Source records
-- Opening Marker --

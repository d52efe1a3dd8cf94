//! Sample grids emitted during training.

use crate::error::GanError;
use burn::prelude::*;
use image::{DynamicImage, ImageBuffer, Luma, Rgb, Rgba};
use std::path::{Path, PathBuf};
use tracing::debug;

/// Generated images tiled row-major into one picture, pixels in `[0, 1]`.
#[derive(Debug, Clone, PartialEq)]
pub struct SampleGrid {
    pub grid_rows: usize,
    pub grid_columns: usize,
    /// Per-image shape `[rows, columns, channels]`.
    pub image_dims: [usize; 3],
    /// Channels-last pixels of the `grid_rows * grid_columns` images, in order.
    pub pixels: Vec<f32>,
}

impl SampleGrid {
    /// Takes the first `grid_rows * grid_columns` images.
    ///
    /// # Shapes
    ///   - images [n, rows, columns, channels], n >= grid_rows * grid_columns
    pub fn from_images<B: Backend>(
        images: Tensor<B, 4>,
        grid_rows: usize,
        grid_columns: usize,
    ) -> Result<Self, GanError> {
        let [n, rows, columns, channels] = images.dims();
        let cells = grid_rows * grid_columns;
        if cells == 0 || n < cells {
            return Err(GanError::precondition(
                "images",
                format!("a {grid_rows}x{grid_columns} grid needs {cells} images, found {n}"),
            ));
        }
        let pixels = images
            .narrow(0, 0, cells)
            .into_data()
            .convert::<f32>()
            .to_vec::<f32>()
            .map_err(|e| GanError::Data(format!("{e:?}")))?;

        Ok(Self {
            grid_rows,
            grid_columns,
            image_dims: [rows, columns, channels],
            pixels,
        })
    }

    /// Picture size as `(width, height)`.
    pub fn size(&self) -> (u32, u32) {
        let [rows, columns, _] = self.image_dims;
        (
            (self.grid_columns * columns) as u32,
            (self.grid_rows * rows) as u32,
        )
    }

    /// Channel values of the pixel at picture coordinates `(x, y)`, scaled to bytes.
    fn pixel<const C: usize>(&self, x: u32, y: u32) -> [u8; C] {
        let [rows, columns, channels] = self.image_dims;
        let (x, y) = (x as usize, y as usize);
        let cell = (y / rows) * self.grid_columns + x / columns;
        let offset = ((cell * rows + y % rows) * columns + x % columns) * channels;
        std::array::from_fn(|ch| to_byte(self.pixels[offset + ch]))
    }

    /// One, three and four channels map to grayscale, RGB and RGBA.
    pub fn to_image(&self) -> Result<DynamicImage, GanError> {
        let (width, height) = self.size();
        let image = match self.image_dims[2] {
            1 => DynamicImage::ImageLuma8(ImageBuffer::from_fn(width, height, |x, y| {
                Luma(self.pixel::<1>(x, y))
            })),
            3 => DynamicImage::ImageRgb8(ImageBuffer::from_fn(width, height, |x, y| {
                Rgb(self.pixel::<3>(x, y))
            })),
            4 => DynamicImage::ImageRgba8(ImageBuffer::from_fn(width, height, |x, y| {
                Rgba(self.pixel::<4>(x, y))
            })),
            channels => {
                return Err(GanError::precondition(
                    "channels",
                    format!("sample grids support 1, 3 or 4 channels, found {channels}"),
                ));
            }
        };
        Ok(image)
    }
}

fn to_byte(value: f32) -> u8 {
    num_traits::clamp(value * 255.0, 0.0, 255.0).round() as u8
}

/// Destination of the sample grids emitted at save intervals.
pub trait SampleSink {
    fn save(&mut self, step: usize, grid: &SampleGrid) -> Result<(), GanError>;
}

impl<S: SampleSink + ?Sized> SampleSink for &mut S {
    fn save(&mut self, step: usize, grid: &SampleGrid) -> Result<(), GanError> {
        (**self).save(step, grid)
    }
}

/// Writes grids as `<dir>/<prefix>_<step>.png`, the step zero-padded to six digits.
#[derive(Debug, Clone)]
pub struct PngSampleWriter {
    dir: PathBuf,
    prefix: String,
}

impl PngSampleWriter {
    pub fn new(dir: impl Into<PathBuf>, prefix: impl Into<String>) -> Self {
        Self {
            dir: dir.into(),
            prefix: prefix.into(),
        }
    }

    pub fn dir(&self) -> &Path {
        &self.dir
    }

    pub fn path_for(&self, step: usize) -> PathBuf {
        self.dir.join(format!("{}_{step:06}.png", self.prefix))
    }
}

impl SampleSink for PngSampleWriter {
    fn save(&mut self, step: usize, grid: &SampleGrid) -> Result<(), GanError> {
        std::fs::create_dir_all(&self.dir)?;
        let path = self.path_for(step);
        grid.to_image()?
            .save(&path)
            .map_err(|source| GanError::Sample {
                path: path.clone(),
                source,
            })?;
        debug!(path = %path.display(), "saved sample grid");
        Ok(())
    }
}
use crate::error::GanError;
use crate::generator::{GENERATOR_BLOCKS, ImageGeneratorConfig};
use crate::scorer::ImageScorerConfig;
use burn::optim::AdamConfig;
use burn::prelude::*;
use std::path::PathBuf;

/// Construction parameters of a [`Gan`](crate::gan::Gan).
///
/// Defaults follow the MNIST setup: 64 base filters for the scorer, 4x that for the generator,
/// 5x5 kernels with stride 2, and a 100-dimensional latent space.
#[derive(Config, Debug)]
pub struct GanConfig {
    /// Identifier, also used as the file prefix of saved samples.
    pub name: String,
    /// Image height.
    pub rows: usize,
    /// Image width.
    pub columns: usize,
    /// Image channels.
    pub channels: usize,

    /// Scorer filter count of the first block, doubled on every following block.
    #[config(default = 64)]
    pub depth: usize,
    /// Generator channels after the dense projection, halved on every upsampling block.
    #[config(default = 256)]
    pub generator_depth: usize,
    /// Dropout rate of the scorer blocks.
    #[config(default = 0.4)]
    pub dropout: f64,
    #[config(default = 5)]
    pub kernel_size: usize,
    /// Scorer downsampling stride.
    #[config(default = 2)]
    pub stride: usize,
    /// Negative slope of the scorer's leaky ReLU.
    #[config(default = 0.2)]
    pub relu_alpha: f64,
    #[config(default = 100)]
    pub latent_dim: usize,
    /// Weight of the previous running statistics in the generator's batch normalization.
    #[config(default = 0.9)]
    pub norm_momentum: f64,

    #[config(default = 0.0002)]
    pub scorer_lr: f64,
    #[config(default = 0.00009)]
    pub adversarial_lr: f64,
    /// Shared by the scorer and the adversarial pair; each gets its own optimizer state.
    #[config(default = "AdamConfig::new().with_beta_1(0.5)")]
    pub optimizer: AdamConfig,

    /// Seeds the backend and the batch sampler.
    #[config(default = 0)]
    pub seed: u64,
    /// Sample grid layout.
    #[config(default = 4)]
    pub grid_rows: usize,
    #[config(default = 4)]
    pub grid_columns: usize,
}

impl GanConfig {
    /// Image shape as `[rows, columns, channels]`.
    pub fn image_dims(&self) -> [usize; 3] {
        [self.rows, self.columns, self.channels]
    }

    pub fn scorer_config(&self) -> ImageScorerConfig {
        ImageScorerConfig::new(self.rows, self.columns, self.channels)
            .with_depth(self.depth)
            .with_dropout(self.dropout)
            .with_kernel_size(self.kernel_size)
            .with_stride(self.stride)
            .with_relu_alpha(self.relu_alpha)
    }

    pub fn generator_config(&self) -> ImageGeneratorConfig {
        ImageGeneratorConfig::new(self.rows, self.columns, self.channels)
            .with_latent_dim(self.latent_dim)
            .with_depth(self.generator_depth)
            .with_kernel_size(self.kernel_size)
            .with_norm_momentum(self.norm_momentum)
    }

    /// Checks every construction parameter.
    pub fn validate(&self) -> Result<(), GanError> {
        for (field, value) in [
            ("rows", self.rows),
            ("columns", self.columns),
            ("channels", self.channels),
            ("depth", self.depth),
            ("stride", self.stride),
            ("latent_dim", self.latent_dim),
            ("grid_rows", self.grid_rows),
            ("grid_columns", self.grid_columns),
        ] {
            if value == 0 {
                return Err(GanError::precondition(field, "must be positive"));
            }
        }
        if self.kernel_size % 2 == 0 {
            return Err(GanError::precondition(
                "kernel_size",
                format!("must be odd, found {}", self.kernel_size),
            ));
        }
        if !(0.0..1.0).contains(&self.dropout) {
            return Err(GanError::precondition(
                "dropout",
                format!("must lie in [0, 1), found {}", self.dropout),
            ));
        }
        if !(0.0..=1.0).contains(&self.norm_momentum) {
            return Err(GanError::precondition(
                "norm_momentum",
                format!("must lie in [0, 1], found {}", self.norm_momentum),
            ));
        }
        if !(self.relu_alpha.is_finite() && self.relu_alpha >= 0.0) {
            return Err(GanError::precondition(
                "relu_alpha",
                format!("must be a non-negative number, found {}", self.relu_alpha),
            ));
        }
        for (field, lr) in [
            ("scorer_lr", self.scorer_lr),
            ("adversarial_lr", self.adversarial_lr),
        ] {
            check_learning_rate(field, lr)?;
        }
        if self.generator_depth >> GENERATOR_BLOCKS == 0 {
            return Err(GanError::precondition(
                "generator_depth",
                format!(
                    "must be at least {} so that every upsampling block keeps a filter, found {}",
                    1 << GENERATOR_BLOCKS,
                    self.generator_depth
                ),
            ));
        }
        self.scorer_config().validate()?;
        self.generator_config().validate()?;
        Ok(())
    }
}

pub(crate) fn check_learning_rate(field: &str, lr: f64) -> Result<(), GanError> {
    if lr.is_finite() && lr > 0.0 {
        Ok(())
    } else {
        Err(GanError::precondition(
            field,
            format!("must be a positive number, found {lr}"),
        ))
    }
}

/// Parameters of one [`Gan::train`](crate::gan::Gan::train) run.
#[derive(Config, Debug)]
pub struct TrainingConfig {
    /// Number of adversarial training steps.
    pub steps: usize,
    /// Real images per step; the scorer sees twice as many (real and generated).
    pub batch_size: usize,
    /// Scorer-only warm-up steps run before the adversarial loop.
    #[config(default = 0)]
    pub pre_steps: usize,
    /// Save a sample grid every `save_interval` steps of the run. `0` disables saving.
    #[config(default = 0)]
    pub save_interval: usize,
    /// Destination directory of sample grids. Saving is skipped when unset.
    #[config(default = "None")]
    pub out_path: Option<PathBuf>,
    /// Also record model checkpoints next to the sample grids.
    #[config(default = false)]
    pub checkpoint: bool,
}

impl TrainingConfig {
    pub fn validate(&self) -> Result<(), GanError> {
        if self.steps == 0 {
            return Err(GanError::precondition("steps", "must be a positive integer"));
        }
        if self.batch_size == 0 {
            return Err(GanError::precondition(
                "batch_size",
                "must be a positive integer",
            ));
        }
        Ok(())
    }
}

-- Closing Marker --

> _Try it_
Return a copy of each line in the records above that has "cells" in it.

> _Response to this task_
        let cells = grid_rows * grid_columns;
        if cells == 0 || n < cells {
                format!("a {grid_rows}x{grid_columns} grid needs {cells} images, found {n}"),
            .narrow(0, 0, cells)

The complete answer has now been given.